(Beginning of THE INPUT)

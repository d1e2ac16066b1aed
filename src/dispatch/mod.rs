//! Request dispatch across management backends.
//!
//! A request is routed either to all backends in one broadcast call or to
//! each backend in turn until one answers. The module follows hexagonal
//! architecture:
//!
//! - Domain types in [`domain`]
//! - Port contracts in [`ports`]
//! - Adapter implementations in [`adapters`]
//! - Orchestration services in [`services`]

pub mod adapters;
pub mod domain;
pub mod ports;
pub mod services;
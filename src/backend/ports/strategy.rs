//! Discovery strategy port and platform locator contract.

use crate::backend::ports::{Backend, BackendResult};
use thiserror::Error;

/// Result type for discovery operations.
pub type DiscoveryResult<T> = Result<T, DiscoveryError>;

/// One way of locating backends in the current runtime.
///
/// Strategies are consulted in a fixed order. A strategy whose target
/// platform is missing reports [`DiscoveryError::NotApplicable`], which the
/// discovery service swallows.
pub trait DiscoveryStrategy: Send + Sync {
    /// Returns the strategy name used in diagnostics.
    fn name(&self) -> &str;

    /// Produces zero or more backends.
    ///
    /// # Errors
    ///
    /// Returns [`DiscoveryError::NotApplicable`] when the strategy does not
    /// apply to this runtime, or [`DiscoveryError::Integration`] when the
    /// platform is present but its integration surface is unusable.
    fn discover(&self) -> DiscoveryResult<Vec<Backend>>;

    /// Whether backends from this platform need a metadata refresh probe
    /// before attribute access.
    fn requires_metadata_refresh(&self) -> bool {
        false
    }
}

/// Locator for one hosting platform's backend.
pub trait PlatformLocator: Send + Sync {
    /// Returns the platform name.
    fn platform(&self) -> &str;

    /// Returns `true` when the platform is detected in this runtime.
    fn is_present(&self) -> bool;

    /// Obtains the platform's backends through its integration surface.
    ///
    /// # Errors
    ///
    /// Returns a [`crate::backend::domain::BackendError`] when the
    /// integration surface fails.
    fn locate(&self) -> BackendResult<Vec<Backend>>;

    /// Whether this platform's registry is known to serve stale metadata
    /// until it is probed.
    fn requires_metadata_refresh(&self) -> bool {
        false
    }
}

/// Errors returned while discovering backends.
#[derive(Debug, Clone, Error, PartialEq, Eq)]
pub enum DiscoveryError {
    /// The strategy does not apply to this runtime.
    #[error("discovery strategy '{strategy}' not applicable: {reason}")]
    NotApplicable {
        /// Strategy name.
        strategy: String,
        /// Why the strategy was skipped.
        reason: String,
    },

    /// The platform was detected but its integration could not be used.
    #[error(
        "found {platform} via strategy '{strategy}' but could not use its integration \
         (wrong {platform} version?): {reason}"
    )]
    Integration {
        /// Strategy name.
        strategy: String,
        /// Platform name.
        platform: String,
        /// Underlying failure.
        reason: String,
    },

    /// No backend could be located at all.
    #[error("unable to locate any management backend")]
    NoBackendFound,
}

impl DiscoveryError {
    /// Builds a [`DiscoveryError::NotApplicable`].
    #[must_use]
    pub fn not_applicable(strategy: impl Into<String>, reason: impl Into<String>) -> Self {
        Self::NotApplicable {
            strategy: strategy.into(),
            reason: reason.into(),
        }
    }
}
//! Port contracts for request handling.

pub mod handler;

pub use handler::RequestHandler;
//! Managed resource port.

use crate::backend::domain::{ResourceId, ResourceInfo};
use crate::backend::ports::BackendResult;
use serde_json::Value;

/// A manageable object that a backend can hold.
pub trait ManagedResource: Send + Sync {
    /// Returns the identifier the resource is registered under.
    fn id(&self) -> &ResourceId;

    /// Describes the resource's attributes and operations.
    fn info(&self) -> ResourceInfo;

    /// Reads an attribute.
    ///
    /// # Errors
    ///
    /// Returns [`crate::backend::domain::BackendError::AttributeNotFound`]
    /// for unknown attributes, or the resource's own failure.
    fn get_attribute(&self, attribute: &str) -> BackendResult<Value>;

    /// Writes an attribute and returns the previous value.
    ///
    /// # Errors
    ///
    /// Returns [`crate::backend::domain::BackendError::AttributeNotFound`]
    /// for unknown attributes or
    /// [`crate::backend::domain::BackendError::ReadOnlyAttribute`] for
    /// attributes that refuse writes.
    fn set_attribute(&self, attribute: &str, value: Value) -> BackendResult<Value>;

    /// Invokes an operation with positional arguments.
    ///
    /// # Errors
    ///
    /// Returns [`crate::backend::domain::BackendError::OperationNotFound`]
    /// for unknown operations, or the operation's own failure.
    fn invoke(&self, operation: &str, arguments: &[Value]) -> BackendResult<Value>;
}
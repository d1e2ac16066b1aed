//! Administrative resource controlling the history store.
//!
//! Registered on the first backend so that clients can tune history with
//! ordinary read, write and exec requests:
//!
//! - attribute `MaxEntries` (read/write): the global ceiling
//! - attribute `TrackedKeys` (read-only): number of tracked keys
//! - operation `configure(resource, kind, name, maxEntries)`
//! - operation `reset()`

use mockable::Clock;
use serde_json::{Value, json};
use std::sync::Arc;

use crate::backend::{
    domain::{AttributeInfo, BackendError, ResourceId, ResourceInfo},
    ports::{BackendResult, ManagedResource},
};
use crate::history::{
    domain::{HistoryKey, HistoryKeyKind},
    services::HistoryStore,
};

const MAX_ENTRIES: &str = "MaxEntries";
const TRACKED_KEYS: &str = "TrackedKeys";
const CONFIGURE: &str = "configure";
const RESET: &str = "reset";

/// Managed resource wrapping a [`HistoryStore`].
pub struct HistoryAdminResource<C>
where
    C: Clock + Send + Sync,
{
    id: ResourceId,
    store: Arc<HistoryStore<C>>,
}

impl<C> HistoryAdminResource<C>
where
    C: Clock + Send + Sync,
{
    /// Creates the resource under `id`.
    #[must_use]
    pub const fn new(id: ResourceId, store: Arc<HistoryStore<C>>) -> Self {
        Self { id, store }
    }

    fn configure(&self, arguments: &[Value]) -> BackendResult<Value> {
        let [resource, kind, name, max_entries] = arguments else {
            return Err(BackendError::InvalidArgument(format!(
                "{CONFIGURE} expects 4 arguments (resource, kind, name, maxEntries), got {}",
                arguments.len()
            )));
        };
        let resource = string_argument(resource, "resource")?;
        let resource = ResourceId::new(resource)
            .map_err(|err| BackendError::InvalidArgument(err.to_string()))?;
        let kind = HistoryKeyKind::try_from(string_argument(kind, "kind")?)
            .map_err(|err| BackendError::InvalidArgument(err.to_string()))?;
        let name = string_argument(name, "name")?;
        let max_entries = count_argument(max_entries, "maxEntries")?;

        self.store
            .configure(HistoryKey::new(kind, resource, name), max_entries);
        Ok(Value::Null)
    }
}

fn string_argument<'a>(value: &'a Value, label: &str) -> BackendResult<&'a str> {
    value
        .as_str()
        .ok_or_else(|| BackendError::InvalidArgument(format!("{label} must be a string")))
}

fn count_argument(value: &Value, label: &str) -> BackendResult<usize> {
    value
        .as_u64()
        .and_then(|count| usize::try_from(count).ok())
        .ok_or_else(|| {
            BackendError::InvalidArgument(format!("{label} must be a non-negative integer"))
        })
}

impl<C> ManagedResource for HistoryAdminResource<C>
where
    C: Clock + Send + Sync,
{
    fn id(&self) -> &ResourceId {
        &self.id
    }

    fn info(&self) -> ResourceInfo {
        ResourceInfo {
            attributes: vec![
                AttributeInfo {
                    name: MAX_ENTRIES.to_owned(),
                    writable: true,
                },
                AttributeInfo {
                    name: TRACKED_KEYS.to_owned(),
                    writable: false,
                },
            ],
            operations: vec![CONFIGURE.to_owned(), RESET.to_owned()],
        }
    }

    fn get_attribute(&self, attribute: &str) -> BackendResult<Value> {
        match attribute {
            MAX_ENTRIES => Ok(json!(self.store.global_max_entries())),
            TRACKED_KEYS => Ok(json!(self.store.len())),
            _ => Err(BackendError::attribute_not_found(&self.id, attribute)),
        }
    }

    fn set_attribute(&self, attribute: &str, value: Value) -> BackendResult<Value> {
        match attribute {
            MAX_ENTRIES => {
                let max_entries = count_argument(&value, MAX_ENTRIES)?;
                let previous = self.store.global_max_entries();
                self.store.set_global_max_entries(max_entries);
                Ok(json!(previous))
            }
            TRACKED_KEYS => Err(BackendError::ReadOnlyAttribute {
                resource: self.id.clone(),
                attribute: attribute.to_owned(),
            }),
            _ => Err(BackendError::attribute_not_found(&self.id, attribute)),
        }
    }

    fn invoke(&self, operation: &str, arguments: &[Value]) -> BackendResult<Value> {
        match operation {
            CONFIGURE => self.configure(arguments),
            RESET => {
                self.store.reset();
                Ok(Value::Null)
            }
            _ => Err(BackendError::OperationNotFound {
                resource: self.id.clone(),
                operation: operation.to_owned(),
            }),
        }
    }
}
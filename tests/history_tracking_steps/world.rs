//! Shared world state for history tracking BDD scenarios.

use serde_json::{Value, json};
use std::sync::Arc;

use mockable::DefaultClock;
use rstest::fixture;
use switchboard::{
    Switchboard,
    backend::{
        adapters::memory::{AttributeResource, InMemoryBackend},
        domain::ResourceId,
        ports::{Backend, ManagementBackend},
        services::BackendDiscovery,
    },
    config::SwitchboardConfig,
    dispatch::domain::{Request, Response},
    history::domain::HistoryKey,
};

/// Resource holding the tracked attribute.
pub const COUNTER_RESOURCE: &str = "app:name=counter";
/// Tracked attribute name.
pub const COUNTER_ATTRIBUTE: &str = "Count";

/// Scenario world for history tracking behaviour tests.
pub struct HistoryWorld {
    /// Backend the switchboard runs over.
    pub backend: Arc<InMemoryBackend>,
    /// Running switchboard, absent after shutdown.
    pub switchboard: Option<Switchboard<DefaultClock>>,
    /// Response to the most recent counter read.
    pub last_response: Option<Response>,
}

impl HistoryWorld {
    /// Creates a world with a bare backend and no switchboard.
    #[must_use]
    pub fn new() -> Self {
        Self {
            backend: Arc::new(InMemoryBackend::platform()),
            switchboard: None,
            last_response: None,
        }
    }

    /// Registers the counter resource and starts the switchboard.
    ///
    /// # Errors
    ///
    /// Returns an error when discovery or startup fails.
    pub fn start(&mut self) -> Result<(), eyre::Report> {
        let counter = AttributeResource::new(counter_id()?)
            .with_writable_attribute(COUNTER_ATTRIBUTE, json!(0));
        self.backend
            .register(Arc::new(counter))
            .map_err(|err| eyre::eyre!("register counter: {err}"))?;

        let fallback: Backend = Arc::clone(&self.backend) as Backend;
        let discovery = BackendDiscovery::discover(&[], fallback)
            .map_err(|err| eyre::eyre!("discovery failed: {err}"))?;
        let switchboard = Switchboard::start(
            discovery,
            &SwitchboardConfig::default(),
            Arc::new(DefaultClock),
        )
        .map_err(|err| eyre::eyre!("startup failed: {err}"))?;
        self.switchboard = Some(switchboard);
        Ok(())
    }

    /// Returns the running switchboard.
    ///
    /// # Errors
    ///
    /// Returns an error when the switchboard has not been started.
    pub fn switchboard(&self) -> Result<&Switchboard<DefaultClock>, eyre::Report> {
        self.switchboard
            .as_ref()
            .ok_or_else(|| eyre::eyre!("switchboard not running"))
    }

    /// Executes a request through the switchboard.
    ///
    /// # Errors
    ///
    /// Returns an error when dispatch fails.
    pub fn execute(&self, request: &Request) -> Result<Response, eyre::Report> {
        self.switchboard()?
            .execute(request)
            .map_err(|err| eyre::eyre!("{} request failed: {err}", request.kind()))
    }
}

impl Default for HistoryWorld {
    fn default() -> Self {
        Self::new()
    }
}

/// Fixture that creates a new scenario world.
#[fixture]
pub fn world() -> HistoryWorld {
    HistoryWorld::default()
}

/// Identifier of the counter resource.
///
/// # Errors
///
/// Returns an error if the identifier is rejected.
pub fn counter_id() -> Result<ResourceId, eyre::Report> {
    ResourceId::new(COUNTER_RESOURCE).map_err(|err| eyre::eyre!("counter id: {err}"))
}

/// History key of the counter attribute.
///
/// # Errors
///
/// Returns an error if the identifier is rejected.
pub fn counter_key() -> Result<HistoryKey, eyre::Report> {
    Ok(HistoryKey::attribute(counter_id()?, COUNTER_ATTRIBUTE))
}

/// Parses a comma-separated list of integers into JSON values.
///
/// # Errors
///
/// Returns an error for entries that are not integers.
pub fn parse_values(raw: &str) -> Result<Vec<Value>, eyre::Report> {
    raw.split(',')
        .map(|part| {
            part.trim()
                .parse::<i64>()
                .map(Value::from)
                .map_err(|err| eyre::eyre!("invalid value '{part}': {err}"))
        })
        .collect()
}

(End of THE INPUT)

### TASK BRIEF
Pull out every line in the material above where "None" occurs.

### RESULT FOR THIS TASK
            switchboard: None,
            last_response: None,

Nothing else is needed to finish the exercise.